As the Rotary movement spread across America and Britain, it became a favorite target for cynical writers and social critics. One newspaper editorial opined: "The Rotary club is composed of business men. The functions of a Rotary club are summed up in one word — talk. That is about all the members of the club do. The Rotary club never takes any action. Its members simply talk, or listen while others talk."
"Where is Rotary going? It is going to lunch," sneered playwright George Bernard Shaw.
Rotary's most outspoken critics in the 1920s and 1930s included Shaw, Sinclair Lewis, Clarence Darrow, H. L. Mencken, and G. K. Chesterton. Mencken, the acerbic editor of the American Mercury, wrote of his contempt for Rotary's "commercial civilization." He also derided Rotarians for their habit of greeting one another by their first names or nicknames: "The first Rotarian was the first man to call John the Baptist, 'Jack,'" he scoffed.

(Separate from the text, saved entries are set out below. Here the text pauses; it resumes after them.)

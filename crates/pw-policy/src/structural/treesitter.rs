// structural/treesitter.rs — Empty-handler detection for JS/TS/Python.
//
// These languages signal errors through exceptions, so the structural law
// is about handlers: an empty catch/except block swallows failures, and an
// auth-named function whose whole body is `return true` is a proven
// unconditional pass. Both run on real tree-sitter syntax trees.
//
// Parsers are process-wide and lazily initialized; tree-sitter parsers
// need &mut for parsing, hence the Mutex.

use std::sync::{Mutex, OnceLock};

use tree_sitter::{Node, Parser};

use crate::language::Language;
use crate::names;
use crate::violation::{ConstructCode, Violation};

fn javascript_parser() -> &'static Mutex<Parser> {
    static PARSER: OnceLock<Mutex<Parser>> = OnceLock::new();
    PARSER.get_or_init(|| {
        let mut parser = Parser::new();
        let lang: tree_sitter::Language = tree_sitter_javascript::LANGUAGE.into();
        parser
            .set_language(&lang)
            .expect("JavaScript grammar loads");
        Mutex::new(parser)
    })
}

fn typescript_parser() -> &'static Mutex<Parser> {
    static PARSER: OnceLock<Mutex<Parser>> = OnceLock::new();
    PARSER.get_or_init(|| {
        let mut parser = Parser::new();
        let lang: tree_sitter::Language = tree_sitter_typescript::LANGUAGE_TYPESCRIPT.into();
        parser
            .set_language(&lang)
            .expect("TypeScript grammar loads");
        Mutex::new(parser)
    })
}

fn python_parser() -> &'static Mutex<Parser> {
    static PARSER: OnceLock<Mutex<Parser>> = OnceLock::new();
    PARSER.get_or_init(|| {
        let mut parser = Parser::new();
        let lang: tree_sitter::Language = tree_sitter_python::LANGUAGE.into();
        parser.set_language(&lang).expect("Python grammar loads");
        Mutex::new(parser)
    })
}

/// Analyze JS/TS/Python source. Parse failure is itself a violation.
pub fn analyze(language: Language, content: &str) -> Vec<Violation> {
    let parser = match language {
        Language::JavaScript => javascript_parser(),
        Language::TypeScript => typescript_parser(),
        Language::Python => python_parser(),
        _ => return Vec::new(),
    };

    let tree = {
        let mut parser = parser.lock().expect("parser lock poisoned");
        parser.parse(content, None)
    };

    let Some(tree) = tree else {
        return vec![Violation::new(
            ConstructCode::UnparseableSource,
            1,
            "source could not be parsed",
        )];
    };

    let root = tree.root_node();
    if root.has_error() {
        let line = first_error_line(root).unwrap_or(1);
        return vec![Violation::new(
            ConstructCode::UnparseableSource,
            line,
            "source contains syntax errors",
        )];
    }

    let mut violations = Vec::new();
    walk(root, content, language, &mut violations);
    violations
}

fn first_error_line(node: Node) -> Option<usize> {
    if node.is_error() || node.is_missing() {
        return Some(node.start_position().row + 1);
    }
    let mut cursor = node.walk();
    for child in node.children(&mut cursor) {
        if let Some(line) = first_error_line(child) {
            return Some(line);
        }
    }
    None
}

fn walk(node: Node, source: &str, language: Language, violations: &mut Vec<Violation>) {
    match (language, node.kind()) {
        (Language::JavaScript | Language::TypeScript, "catch_clause") => {
            if let Some(body) = node.child_by_field_name("body") {
                if block_is_empty(body) {
                    violations.push(Violation::new(
                        ConstructCode::EmptyHandlerBlock,
                        node.start_position().row + 1,
                        "empty catch block swallows the failure",
                    ));
                }
            }
        }
        (Language::Python, "except_clause") => {
            if let Some(body) = last_block_child(node) {
                if block_is_empty_or_pass(body) {
                    violations.push(Violation::new(
                        ConstructCode::EmptyHandlerBlock,
                        node.start_position().row + 1,
                        "empty except block swallows the failure",
                    ));
                }
            }
        }
        (
            Language::JavaScript | Language::TypeScript,
            "function_declaration" | "method_definition" | "function_expression",
        ) => {
            check_auth_function(node, source, violations);
        }
        (Language::Python, "function_definition") => {
            check_auth_function(node, source, violations);
        }
        _ => {}
    }

    let mut cursor = node.walk();
    for child in node.children(&mut cursor) {
        walk(child, source, language, violations);
    }
}

/// An auth-named function whose body is exactly `return true` is an
/// unconditional pass, proven on the syntax tree.
fn check_auth_function(node: Node, source: &str, violations: &mut Vec<Violation>) {
    let Some(name_node) = node.child_by_field_name("name") else {
        return;
    };
    let Ok(name) = name_node.utf8_text(source.as_bytes()) else {
        return;
    };
    if !names::is_auth_name(name) {
        return;
    }
    let Some(body) = node.child_by_field_name("body") else {
        return;
    };

    let statements = named_non_comment_children(body);
    let [only] = statements.as_slice() else {
        return;
    };
    if only.kind() != "return_statement" {
        return;
    }
    let returns_true = {
        let mut cursor = only.walk();
        let found = only.children(&mut cursor)
            .any(|child| matches!(child.kind(), "true" | "True"));
        found
    };
    if returns_true {
        violations.push(Violation::new(
            ConstructCode::AuthDecisionAlwaysTrue,
            node.start_position().row + 1,
            format!("authorization function '{}' unconditionally returns true", name),
        ));
    }
}

fn named_non_comment_children(node: Node) -> Vec<Node> {
    let mut cursor = node.walk();
    node.named_children(&mut cursor)
        .filter(|child| child.kind() != "comment")
        .collect()
}

fn block_is_empty(block: Node) -> bool {
    named_non_comment_children(block).is_empty()
}

fn block_is_empty_or_pass(block: Node) -> bool {
    named_non_comment_children(block)
        .iter()
        .all(|child| child.kind() == "pass_statement")
}

fn last_block_child(node: Node) -> Option<Node> {
    let mut cursor = node.walk();
    let blocks: Vec<Node> = node
        .named_children(&mut cursor)
        .filter(|child| child.kind() == "block")
        .collect();
    blocks.last().copied()
}

#[cfg(test)]
mod tests {
    use super::*;

    #[test]
    fn empty_catch_is_flagged() {
        let source = "try {\n  risky();\n} catch (err) {\n}\n";
        let violations = analyze(Language::JavaScript, source);
        assert_eq!(violations.len(), 1);
        assert_eq!(violations[0].code, ConstructCode::EmptyHandlerBlock);
        assert_eq!(violations[0].line, 3);
    }

    #[test]
    fn catch_with_only_comments_is_still_empty() {
        let source = "try {\n  risky();\n} catch (err) {\n  // ignored\n}\n";
        let violations = analyze(Language::JavaScript, source);
        assert_eq!(violations[0].code, ConstructCode::EmptyHandlerBlock);
    }

    #[test]
    fn catch_that_handles_is_fine() {
        let source = "try {\n  risky();\n} catch (err) {\n  report(err);\n}\n";
        assert!(analyze(Language::JavaScript, source).is_empty());
    }

    #[test]
    fn typescript_uses_its_own_grammar() {
        let source = "function f(x: number): void {\n  try {\n    g(x);\n  } catch (e) {}\n}\n";
        let violations = analyze(Language::TypeScript, source);
        assert_eq!(violations[0].code, ConstructCode::EmptyHandlerBlock);
    }

    #[test]
    fn python_bare_pass_except_is_flagged() {
        let source = "try:\n    risky()\nexcept ValueError:\n    pass\n";
        let violations = analyze(Language::Python, source);
        assert_eq!(violations[0].code, ConstructCode::EmptyHandlerBlock);
        assert_eq!(violations[0].line, 3);
    }

    #[test]
    fn python_handled_except_is_fine() {
        let source = "try:\n    risky()\nexcept ValueError as e:\n    log(e)\n";
        assert!(analyze(Language::Python, source).is_empty());
    }

    #[test]
    fn auth_function_returning_true_is_flagged() {
        let source = "function isAllowed(user) {\n  return true;\n}\n";
        let violations = analyze(Language::JavaScript, source);
        assert_eq!(violations[0].code, ConstructCode::AuthDecisionAlwaysTrue);
    }

    #[test]
    fn python_auth_function_returning_true_is_flagged() {
        let source = "def check_access(user):\n    return True\n";
        let violations = analyze(Language::Python, source);
        assert_eq!(violations[0].code, ConstructCode::AuthDecisionAlwaysTrue);
    }

    #[test]
    fn auth_function_with_logic_is_fine() {
        let source = "function isAllowed(user) {\n  return user.admin === true;\n}\n";
        assert!(analyze(Language::JavaScript, source).is_empty());
    }

    #[test]
    fn syntax_errors_are_rejected() {
        let source = "function broken( {\n";
        let violations = analyze(Language::JavaScript, source);
        assert_eq!(violations[0].code, ConstructCode::UnparseableSource);
    }
}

Sinclair Lewis touched on the same point in his 1920 novel Main Street but it was his 1922 novel, Babbitt, that caused howls of protest from Rotarians. In it, the title character was a bumbling middle-class small-town businessman who was a follower, whose weekly highlight was the backslapping singing camaraderie of like-minded men at his booster club.
Taking their lead from such famous authors, other writers joined in the parody parade with potshots of their own. They were rarely scathing attacks, but Babbitt, especially, was such a best seller that the criticism endured for decades. By then, the word Babbitt had even entered the official national vernacular. Dictionaries started including it, with the definition in Webster's New Collegiate: "A business or professional man who conforms unthinkingly to prevailing middle class standards."
When in 1934 another dictionary leaked that it was considering equating its own definition of Babbitt with Rotarian, Editor Leland D. Case of The Rotarian had had enough. One steamy August morning he took matters into his own hands and paid an unannounced visit to Sinclair Lewis' summer home in Vermont.
"Who the hell're you, and what do you want?" growled the sleepy cynic as he opened the door in his blue pajamas. Case explained that he edited Rotary's magazine in Chicago and had come to find out what Lewis disliked about Rotarians.
"Sit down," Lewis commanded. "First, we'll have breakfast. Then we'll talk."
When they got to the discussion, Lewis stated his first objection: "I don't like their singing!"
"Neither do I," Case concurred. "What else?"
"Calling strangers by their first names," Lewis continued. "I visited a Rotary club near here and right away they were calling me 'Sinclair,' something I hadn't heard since I last saw my mother." Case knew that Lewis hailed from the tiny town of Sauk Center, Minnesota. He told him the story of Rotary's founder, Paul Harris, another young man from a small village who felt lonely in the big city and how using the nicknames and first names of his new friends enhanced their camaraderie.
The amicable meeting lasted all morning. When Case arrived back at his Chicago office, he found a telegram from Lewis saying that their chat had "made me approve of Rotary."
Case later persuaded Lewis, Darrow, Mencken, and Shaw to write for The Rotarian, and nobody ever heard a sarcastic remark about Rotary from them again.